Problem statement> Across the entries below, please work out how many lines contain the string "ConvertPdfRequest" and give only the number.

Data excerpts>
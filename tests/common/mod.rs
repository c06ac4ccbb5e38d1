//! Shared helpers for the HTTP integration tests.

#![allow(dead_code)]

use std::collections::HashMap;
use std::sync::atomic::{AtomicUsize, Ordering};
use std::sync::Arc;

use async_trait::async_trait;
use axum::{
    body::{to_bytes, Body},
    http::{header::CONTENT_TYPE, Request, StatusCode},
    Router,
};
use bytes::Bytes;
use lopdf::content::{Content, Operation};
use lopdf::{dictionary, Document, Object, Stream};
use serde_json::Value;
use tower::ServiceExt;

use pdf_markdown_service::pipeline::{
    ConversionPipeline, ConvertOptions, ExtractedImage, NativePipeline, PipelineError, PipelineOutput,
};
use pdf_markdown_service::{create_router, AppState, Config, PipelineHandle};

/// What the fake pipeline does when called.
pub enum FakeBehavior {
    Succeed {
        markdown: String,
        reported_chars: u64,
        pages: Option<u64>,
        images: Option<usize>,
    },
    Fail(String),
}

/// Stand-in for the conversion pipeline that records how often it ran.
pub struct FakePipeline {
    pub behavior: FakeBehavior,
    pub calls: AtomicUsize,
}

impl FakePipeline {
    pub fn new(behavior: FakeBehavior) -> Arc<Self> {
        Arc::new(Self {
            behavior,
            calls: AtomicUsize::new(0),
        })
    }

    pub fn calls(&self) -> usize {
        self.calls.load(Ordering::SeqCst)
    }
}

#[async_trait]
impl ConversionPipeline for FakePipeline {
    fn name(&self) -> &'static str {
        "fake"
    }

    async fn convert(&self, _pdf: Bytes, _options: &ConvertOptions) -> Result<PipelineOutput, PipelineError> {
        self.calls.fetch_add(1, Ordering::SeqCst);

        match &self.behavior {
            FakeBehavior::Succeed {
                markdown,
                reported_chars,
                pages,
                images,
            } => {
                let mut metadata = HashMap::new();
                metadata.insert("chars".to_string(), Value::from(*reported_chars));
                if let Some(pages) = pages {
                    metadata.insert("pages".to_string(), Value::from(*pages));
                }
                Ok(PipelineOutput {
                    markdown: markdown.clone(),
                    images: images.map(|n| {
                        (0..n)
                            .map(|i| ExtractedImage {
                                name: format!("img_{i}.png"),
                                format: Some("png".to_string()),
                                size: 4,
                            })
                            .collect()
                    }),
                    metadata,
                })
            }
            FakeBehavior::Fail(message) => Err(PipelineError::InvalidPdf(message.clone())),
        }
    }
}

pub fn test_config(development: bool) -> Config {
    Config::from_lookup(|key| match key {
        "APP_ENV" if development => Some("development".to_string()),
        _ => None,
    })
    .expect("default config parses")
}

pub fn config_from(pairs: &[(&str, &str)]) -> Config {
    Config::from_lookup(|key| {
        pairs
            .iter()
            .find(|(k, _)| *k == key)
            .map(|(_, v)| v.to_string())
    })
    .expect("test config parses")
}

pub fn app_with(pipeline: Arc<dyn ConversionPipeline>) -> Router {
    app_with_config(pipeline, test_config(false))
}

pub fn app_with_config(pipeline: Arc<dyn ConversionPipeline>, config: Config) -> Router {
    let concurrency = config.pipeline.concurrency;
    create_router(AppState::new(config, PipelineHandle::new(pipeline, concurrency)))
}

pub fn native_app() -> Router {
    app_with(Arc::new(NativePipeline::new()))
}

pub async fn post_raw(app: Router, uri: &str, body: impl Into<Body>) -> (StatusCode, Value) {
    let request = Request::builder()
        .method("POST")
        .uri(uri)
        .header(CONTENT_TYPE, "application/json")
        .body(body.into())
        .unwrap();
    send(app, request).await
}

pub async fn post_json(app: Router, uri: &str, body: Value) -> (StatusCode, Value) {
    post_raw(app, uri, serde_json::to_string(&body).unwrap()).await
}

pub async fn get(app: Router, uri: &str) -> (StatusCode, Value) {
    let request = Request::builder().method("GET").uri(uri).body(Body::empty()).unwrap();
    send(app, request).await
}

async fn send(app: Router, request: Request<Body>) -> (StatusCode, Value) {
    let response = app.oneshot(request).await.unwrap();
    let status = response.status();
    let bytes = to_bytes(response.into_body(), usize::MAX).await.unwrap();
    let json = serde_json::from_slice(&bytes).unwrap_or(Value::Null);
    (status, json)
}

/// A small text-only PDF with one page per entry in `pages`.
pub fn build_pdf(pages: &[&str]) -> Vec<u8> {
    build_pdf_inner(pages, false)
}

/// Same as [`build_pdf`], but the shared resources also carry a Type0 (CID)
/// font with no descendant font, which text extraction cannot set up.
pub fn build_pdf_with_unreadable_font(pages: &[&str]) -> Vec<u8> {
    build_pdf_inner(pages, true)
}

fn build_pdf_inner(pages: &[&str], unreadable_font: bool) -> Vec<u8> {
    let mut doc = Document::with_version("1.5");
    let pages_id = doc.new_object_id();

    let font_id = doc.add_object(dictionary! {
        "Type" => "Font",
        "Subtype" => "Type1",
        "BaseFont" => "Courier",
    });
    let mut fonts = dictionary! {
        "F1" => font_id,
    };
    if unreadable_font {
        let cid_font_id = doc.add_object(dictionary! {
            "Type" => "Font",
            "Subtype" => "Type0",
            "BaseFont" => "BrokenCID",
            "Encoding" => "Identity-H",
        });
        fonts.set("F2", cid_font_id);
    }
    let resources_id = doc.add_object(dictionary! {
        "Font" => fonts,
    });

    let mut kids: Vec<Object> = Vec::new();
    for text in pages {
        let content = Content {
            operations: vec![
                Operation::new("BT", vec![]),
                Operation::new("Tf", vec!["F1".into(), 24.into()]),
                Operation::new("Td", vec![72.into(), 700.into()]),
                Operation::new("Tj", vec![Object::string_literal(*text)]),
                Operation::new("ET", vec![]),
            ],
        };
        let content_id = doc.add_object(Stream::new(dictionary! {}, content.encode().unwrap()));
        let page_id = doc.add_object(dictionary! {
            "Type" => "Page",
            "Parent" => pages_id,
            "Contents" => content_id,
        });
        kids.push(page_id.into());
    }

    let pages_dict = dictionary! {
        "Type" => "Pages",
        "Kids" => kids,
        "Count" => pages.len() as i64,
        "Resources" => resources_id,
        "MediaBox" => vec![0.into(), 0.into(), 595.into(), 842.into()],
    };
    doc.objects.insert(pages_id, Object::Dictionary(pages_dict));

    let catalog_id = doc.add_object(dictionary! {
        "Type" => "Catalog",
        "Pages" => pages_id,
    });
    doc.trailer.set("Root", catalog_id);

    let mut buffer = Vec::new();
    doc.save_to(&mut buffer).unwrap();
    buffer
}
use axum::{
    body::Bytes,
    extract::State,
    http::StatusCode,
    response::{IntoResponse, Response},
    routing::post,
    Json, Router,
};
use serde_json::Value;
use tracing::{error, info, instrument, warn};
use uuid::Uuid;

use crate::models::{AppState, ConversionMetadata, ConvertPdfRequest, ConvertPdfResponse};
use crate::pipeline::ConvertOptions;
use crate::types::{AppError, AppResult};
use crate::utils::decode_base64_payload;

pub const MISSING_PAYLOAD_MESSAGE: &str = "Missing pdf_base64 in request body";

pub fn router(state: AppState) -> Router {
    Router::new()
        .route("/convert-pdf", post(convert_pdf))
        .with_state(state)
}

/// POST /convert-pdf
///
/// Body: `{"pdf_base64": "...", "filename": "optional.pdf"}`
async fn convert_pdf(State(state): State<AppState>, body: Bytes) -> Response {
    let verbose = state.config.server.development;

    match convert(&state, &body).await {
        Ok(response) => (StatusCode::OK, Json(response)).into_response(),
        Err(err) => err.into_response_with(verbose),
    }
}

#[instrument(skip_all, fields(request_id = %Uuid::new_v4()))]
async fn convert(state: &AppState, body: &[u8]) -> AppResult<ConvertPdfResponse> {
    let request = parse_request(body)?;
    let filename = request.filename().to_string();

    let pdf = match &request.pdf_base64 {
        None => return Err(AppError::Validation(MISSING_PAYLOAD_MESSAGE.to_string())),
        Some(Value::String(payload)) => decode_base64_payload(payload).map_err(|e| {
            error!(filename = %filename, "Base64 decode error: {}", e);
            AppError::Decode(e.to_string())
        })?,
        Some(other) => {
            error!(filename = %filename, "Base64 decode error: payload is not a string: {}", other);
            return Err(AppError::Decode(format!("expected a string, got {}", other)));
        }
    };

    info!(filename = %filename, bytes = pdf.len(), "Converting PDF");

    // All pages, automatic language detection.
    let options = ConvertOptions {
        max_pages: None,
        langs: None,
        batch_multiplier: state.config.pipeline.batch_multiplier,
    };

    let output = state
        .pipeline
        .convert(Bytes::from(pdf), &options)
        .await
        .map_err(|e| {
            error!(filename = %filename, error = ?e, "PDF conversion error: {}", e);
            AppError::from(e)
        })?;

    let metadata = ConversionMetadata {
        pages: output.pages(),
        chars: output.markdown.chars().count(),
        images_extracted: output.images_extracted(),
    };

    info!(
        chars = metadata.chars,
        pages = metadata.pages,
        images = metadata.images_extracted,
        "Conversion successful"
    );

    Ok(ConvertPdfResponse {
        success: true,
        markdown: output.markdown,
        metadata,
    })
}

/// A body that is empty, not JSON, or not an object counts as missing the
/// payload field. A `null` payload is missing too.
fn parse_request(body: &[u8]) -> AppResult<ConvertPdfRequest> {
    serde_json::from_slice::<ConvertPdfRequest>(body).map_err(|e| {
        warn!("Unreadable conversion request body: {}", e);
        AppError::Validation(MISSING_PAYLOAD_MESSAGE.to_string())
    })
}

Your response> 3